Assignment
Check the listing below for lines with the word "PartialEq" and say how many there are, with nothing but the number.

Entries shown
>>>

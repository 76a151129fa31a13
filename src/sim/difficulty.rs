//! Difficulty tiers and their tuning table

use serde::{Deserialize, Serialize};

/// Difficulty tier selected from the menu
#[derive(Debug, Clone, Copy, PartialEq, Eq, Hash, Serialize, Deserialize, Default)]
pub enum Difficulty {
    Easy,
    #[default]
    Normal,
    Hard,
    /// Fixed-table practice: normal pacing, one pinned multiplicand
    Custom,
}

impl Difficulty {
    pub fn as_str(&self) -> &'static str {
        match self {
            Difficulty::Easy => "easy",
            Difficulty::Normal => "normal",
            Difficulty::Hard => "hard",
            Difficulty::Custom => "custom",
        }
    }

    pub fn from_str(s: &str) -> Option<Self> {
        match s.to_lowercase().as_str() {
            "easy" => Some(Difficulty::Easy),
            "normal" => Some(Difficulty::Normal),
            "hard" => Some(Difficulty::Hard),
            "custom" | "table" => Some(Difficulty::Custom),
            _ => None,
        }
    }

    /// Tuning profile for this tier
    pub fn profile(&self) -> &'static DifficultyProfile {
        DifficultyProfile::for_difficulty(*self)
    }
}

/// Immutable tuning bundle for one tier
#[derive(Debug, Clone, PartialEq, Serialize)]
pub struct DifficultyProfile {
    /// Multiplicands a drop may be drawn from
    pub multiplicands: &'static [u32],
    /// Pixels per motion tick
    pub fall_speed: f32,
    /// Seconds between spawn ticks
    pub spawn_interval: f32,
    /// Cap on live drops
    pub max_drops: usize,
}

static EASY: DifficultyProfile = DifficultyProfile {
    multiplicands: &[2, 3, 4, 5],
    fall_speed: 1.5,
    spawn_interval: 3.0,
    max_drops: 3,
};

static NORMAL: DifficultyProfile = DifficultyProfile {
    multiplicands: &[2, 3, 4, 5, 6, 7],
    fall_speed: 2.5,
    spawn_interval: 2.5,
    max_drops: 4,
};

static HARD: DifficultyProfile = DifficultyProfile {
    multiplicands: &[2, 3, 4, 5, 6, 7, 8, 9],
    fall_speed: 3.5,
    spawn_interval: 2.0,
    max_drops: 5,
};

impl DifficultyProfile {
    /// Look up the profile for a tier. Custom reuses normal's pacing.
    pub fn for_difficulty(difficulty: Difficulty) -> &'static Self {
        match difficulty {
            Difficulty::Easy => &EASY,
            Difficulty::Normal | Difficulty::Custom => &NORMAL,
            Difficulty::Hard => &HARD,
        }
    }
}

#[cfg(test)]
mod tests {
    use super::*;

    #[test]
    fn test_custom_reuses_normal_pacing() {
        let custom = Difficulty::Custom.profile();
        let normal = Difficulty::Normal.profile();
        assert_eq!(custom, normal);
    }

    #[test]
    fn test_tiers_get_harder() {
        let easy = Difficulty::Easy.profile();
        let hard = Difficulty::Hard.profile();
        assert!(hard.fall_speed > easy.fall_speed);
        assert!(hard.spawn_interval < easy.spawn_interval);
        assert!(hard.max_drops > easy.max_drops);
        assert!(hard.multiplicands.len() > easy.multiplicands.len());
    }

    #[test]
    fn test_parse_names() {
        assert_eq!(Difficulty::from_str("HARD"), Some(Difficulty::Hard));
        assert_eq!(Difficulty::from_str("table"), Some(Difficulty::Custom));
        assert_eq!(Difficulty::from_str("brutal"), None);
        assert_eq!(Difficulty::from_str("med"), None);
        for d in [Difficulty::Easy, Difficulty::Normal, Difficulty::Hard, Difficulty::Custom] {
            assert_eq!(Difficulty::from_str(d.as_str()), Some(d));
        }
    }
}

<<<

Output below
2